Madison - St. Clair Record

Monday, September 16, 2019

Billions in U.S. debt service robs vital government services

Letter to the Editor

By The Madison County Record | Aug 11, 2016

To the Editor:

America’s fiscal year is October 1 to September 30. With two month left in FY16, the U.S. Treasury has already paid creditors $380,925,428,211.67 in interest costs. (That’s $381 billion). 

The average interest rate was just over 2 percent. 

It is expected that the last two month’s of this fiscal year, interest costs will increase another $45 to $66 billion. The total FY16 interest cost may be between $426 and $447 billion.

In FY11, the Treasury paid creditors a record $454,393,280,417.03. (That’s $454 billion)

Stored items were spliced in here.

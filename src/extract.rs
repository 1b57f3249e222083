//! Loading raw tabular extracts.
//!
//! Extracts arrive either as delimited text (often GBK-encoded when exported
//! from regional systems) or as workbooks. Both are read into a
//! [`RawExtract`]: the header row plus every data row as plain text. Typing
//! happens later, in [`crate::normalize`].
//!
//! - **Delimiter resolution**: `.tsv` means tab, anything else comma, unless
//!   overridden.
//! - **Encoding**: input bytes are decoded with `encoding_rs`, UTF-8 by default.
//!   A leading UTF-8 byte-order mark is dropped.
//! - **Workbooks**: `.xlsx`, `.xlsm`, `.xls` and `.ods` are read through
//!   `calamine`, first sheet unless one is named.

use std::{
    fs::File,
    io::{BufReader, Read},
    path::Path,
};

use anyhow::{Context, Result, anyhow};
use calamine::{Data, Reader, open_workbook_auto};
use encoding_rs::{Encoding, UTF_8};

use crate::data::DATETIME_FORMAT;

pub const DEFAULT_CSV_DELIMITER: u8 = b',';
pub const DEFAULT_TSV_DELIMITER: u8 = b'\t';

const WORKBOOK_EXTENSIONS: &[&str] = &["xlsx", "xlsm", "xlsb", "xls", "ods"];

#[derive(Debug, Clone, Default, PartialEq, Eq)]
pub struct RawExtract {
    pub headers: Vec<String>,
    pub rows: Vec<Vec<String>>,
}

impl RawExtract {
    pub fn len(&self) -> usize {
        self.rows.len()
    }

    pub fn is_empty(&self) -> bool {
        self.rows.is_empty()
    }
}

#[derive(Debug, Clone, Default)]
pub struct ExtractOptions {
    pub delimiter: Option<u8>,
    pub encoding: Option<String>,
    pub sheet: Option<String>,
}

pub fn resolve_encoding(label: Option<&str>) -> Result<&'static Encoding> {
    if let Some(value) = label {
        Encoding::for_label(value.trim().as_bytes())
            .ok_or_else(|| anyhow!("Unknown encoding '{value}'"))
    } else {
        Ok(UTF_8)
    }
}

pub fn resolve_input_delimiter(path: &Path, provided: Option<u8>) -> u8 {
    provided.unwrap_or_else(|| match extension(path).as_deref() {
        Some("tsv") => DEFAULT_TSV_DELIMITER,
        _ => DEFAULT_CSV_DELIMITER,
    })
}

fn extension(path: &Path) -> Option<String> {
    path.extension()
        .and_then(|ext| ext.to_str())
        .map(str::to_ascii_lowercase)
}

pub fn is_workbook(path: &Path) -> bool {
    extension(path).is_some_and(|ext| WORKBOOK_EXTENSIONS.contains(&ext.as_str()))
}

pub fn read_extract(path: &Path, options: &ExtractOptions) -> Result<RawExtract> {
    if is_workbook(path) {
        read_workbook(path, options.sheet.as_deref())
    } else {
        let delimiter = resolve_input_delimiter(path, options.delimiter);
        let encoding = resolve_encoding(options.encoding.as_deref())?;
        let file = File::open(path).with_context(|| format!("Opening extract {path:?}"))?;
        read_delimited(BufReader::new(file), delimiter, encoding)
            .with_context(|| format!("Reading extract {path:?}"))
    }
}

pub fn read_delimited<R: Read>(
    mut reader: R,
    delimiter: u8,
    encoding: &'static Encoding,
) -> Result<RawExtract> {
    let mut bytes = Vec::new();
    reader.read_to_end(&mut bytes).context("Reading input bytes")?;
    let (text, _, had_errors) = encoding.decode(&bytes);
    if had_errors {
        return Err(anyhow!(
            "Failed to decode text with encoding {}",
            encoding.name()
        ));
    }
    let text = text.strip_prefix('\u{feff}').unwrap_or(&text);

    let mut csv_reader = csv::ReaderBuilder::new()
        .has_headers(true)
        .delimiter(delimiter)
        .double_quote(true)
        .flexible(true)
        .from_reader(text.as_bytes());
    let headers = csv_reader
        .headers()
        .context("Reading header row")?
        .iter()
        .map(str::to_string)
        .collect();
    let mut rows = Vec::new();
    for (row_idx, record) in csv_reader.records().enumerate() {
        let record = record.with_context(|| format!("Reading row {}", row_idx + 2))?;
        rows.push(record.iter().map(str::to_string).collect());
    }
    Ok(RawExtract { headers, rows })
}

fn read_workbook(path: &Path, sheet: Option<&str>) -> Result<RawExtract> {
    let mut workbook =
        open_workbook_auto(path).with_context(|| format!("Opening workbook {path:?}"))?;
    let sheet_name = match sheet {
        Some(name) => name.to_string(),
        None => workbook
            .sheet_names()
            .first()
            .cloned()
            .ok_or_else(|| anyhow!("No sheet in {path:?}"))?,
    };
    let range = workbook
        .worksheet_range(&sheet_name)
        .with_context(|| format!("Reading sheet '{sheet_name}' of {path:?}"))?;

    let mut rows = range
        .rows()
        .map(|row| row.iter().map(cell_to_text).collect::<Vec<_>>());
    let headers = rows.next().unwrap_or_default();
    Ok(RawExtract {
        headers,
        rows: rows.filter(|row| row.iter().any(|cell| !cell.is_empty())).collect(),
    })
}

fn cell_to_text(cell: &Data) -> String {
    match cell {
        Data::Empty => String::new(),
        Data::String(s) => s.clone(),
        Data::Int(i) => i.to_string(),
        Data::Float(f) if f.fract() == 0.0 && f.abs() < 1e15 => format!("{}", *f as i64),
        Data::Float(f) => f.to_string(),
        Data::Bool(b) => b.to_string(),
        Data::DateTime(dt) => dt
            .as_datetime()
            .map(|value| value.format(DATETIME_FORMAT).to_string())
            .unwrap_or_else(|| dt.as_f64().to_string()),
        other => other.to_string(),
    }
}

With the debt at $19.4 trillion (that’s 19,400 billions of dollars) what do you suppose the interest costs to the Treasury will be when the annual interest rate returns to normal? (Normal would be 4 percent to 6 percent)

In fiscal year 2015, the federal budget was $3.8 trillion. Of that amount only $1.11 trillion was spent on what budgeters call discretionary items: food and agriculture; transportation; Social Security, unemployment and labor; science; energy and environment; international affairs; housing and community; veterans' benefits; Medicare and health; education; government and military.

The other $2.69 trillion was spent on interest and what budgeters call mandatory items: spending on programs that are required by existing law. Medicare and Social Security are the two largest mandatory spending programs. They are about 40 percent of the federal budget. Agriculture, defense, education and veterans affairs also require mandatory spending.

As interest costs increase, either discretionary spending decreases or the annual deficit increases. Mandatory spending is unaffected unless Congress changes the law. Those mandatory checks always go out.

So, when interest goes from $426 billion per year to $600 billion per year, $174 billion in programs that serve you and your neighbors must be cut. Or, Congress can increase the money supply to continue paying for the programs, which, as you would expect, will lower the purchasing power of your paycheck.

Of course, we could vote in new leadership and change the trajectory of government expenditures. But, for most of you, that’s way too scary.